[Python-ideas] Python Numbers as Human Concept Decimal System

Steven D'Aprano steve at pearwood.info
Tue Mar 11 02:17:35 CET 2014


On Mon, Mar 10, 2014 at 04:00:38PM +0000, Oscar Benjamin wrote:
> On 10 March 2014 15:31, Steven D'Aprano <steve at pearwood.info> wrote:
> > On Mon, Mar 10, 2014 at 02:05:22PM +0000, Oscar Benjamin wrote:

> >> Where this would get complicated is for people who also use the
> >> Decimal type. They'd need to keep track of which objects were of which
> >> type and so decimal literals might seem more annoying than useful.
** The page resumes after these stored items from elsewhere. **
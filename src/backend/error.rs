//! Backend error types
//!
//! Every failure coming back from the backend-as-a-service ends up here.
//! The display strings are what users see, so provider messages are kept verbatim.

use thiserror::Error;

/// Errors that can occur when talking to the backend
#[derive(Error, Debug)]
pub enum BackendError {
    /// The provider answered with a non-success status
    #[error("{message}")]
    Api { status: u16, message: String },

    /// Transport-level failure
    #[error("Request failed: {0}")]
    Request(#[from] reqwest::Error),

    /// Request exceeded the client timeout
    #[error("Request timeout")]
    Timeout,

    /// Backend could not be reached
    #[error("Backend unavailable")]
    Unavailable,

    /// A single-row operation matched nothing
    #[error("No rows returned")]
    NotFound,

    /// Row could not be encoded or decoded
    #[error("Serialization error: {0}")]
    Serialization(String),

    /// Blob storage rejected the object
    #[error("Storage error: {0}")]
    Storage(String),
}

impl BackendError {
    /// Build an API error from a status code and message
    pub fn api(status: u16, message: impl Into<String>) -> Self {
        BackendError::Api {
            status,
            message: message.into(),
        }
    }

    /// Whether the provider reported a unique-constraint violation
    pub fn is_unique_violation(&self) -> bool {
        match self {
            BackendError::Api { status, message } => {
                *status == 409 || message.contains("duplicate key")
            }
            _ => false,
        }
    }

    /// Classify a reqwest error the same way for every call site
    pub(crate) fn from_transport(err: reqwest::Error) -> Self {
        if err.is_timeout() {
            BackendError::Timeout
        } else if err.is_connect() {
            BackendError::Unavailable
        } else {
            BackendError::Request(err)
        }
    }
}

impl From<serde_json::Error> for BackendError {
    fn from(err: serde_json::Error) -> Self {
        BackendError::Serialization(err.to_string())
    }
}

/// Result type alias for backend operations
pub type BackendResult<T> = Result<T, BackendError>;

#[cfg(test)]
mod tests {
    use super::*;

    #[test]
    fn test_api_message_is_verbatim() {
        let err = BackendError::api(400, "Invalid login credentials");
        assert_eq!(err.to_string(), "Invalid login credentials");
    }

    #[test]
    fn test_unique_violation_detection() {
        assert!(BackendError::api(409, "conflict").is_unique_violation());
        assert!(BackendError::api(
            400,
            "duplicate key value violates unique constraint \"friend_requests_pair\""
        )
        .is_unique_violation());
        assert!(!BackendError::api(400, "bad request").is_unique_violation());
        assert!(!BackendError::NotFound.is_unique_violation());
    }

    #[test]
    fn test_json_error_conversion() {
        let json_err = serde_json::from_str::<serde_json::Value>("{").unwrap_err();
        let err: BackendError = json_err.into();
        assert!(matches!(err, BackendError::Serialization(_)));
    }
}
> > Hmmm. I don't think this should necessarily be complicated, or at least
> > no more complicated than dealing with any other mixed numeric types. If
> > you don't want to mix them, don't mix them :-)
> 
> Exactly. It just means that you wouldn't want to use the literals in
> code that actually uses the decimal module. Consider:

If you're writing a function that accepts whatever random numeric type 
the caller passes in, you have to expect that you cannot control the 
behaviour precisely. (You can't control rounding or precision for 
floats; Fractions are exact; the proposed decimal64 will have a fixed 
precision and fixed rounding; decimal.Decimal you can control.) You 
might still write type-agnostic code, but the result you get may depend 
on the input data.

 
> if some_condition:
>     x = 1d
> else:
>     x = Decimal(some_string)

Mixing different types within a single calculation/function, as shown 
above, sounds like a recipe for chaos to me. I wouldn't write it like 
that, any more than I would write:

if some_condition:
    x = 1.1
else:
    x = Decimal("2.2")


> # ...
> y = x / 3
> 
> So now x / 3 rounds differently depending on whether x is a decimal64
> or a Decimal. I probably don't want that.

Then don't do it! :-)


> The solution: coerce to Decimal.

Or write both branches as a Decimal in the first place.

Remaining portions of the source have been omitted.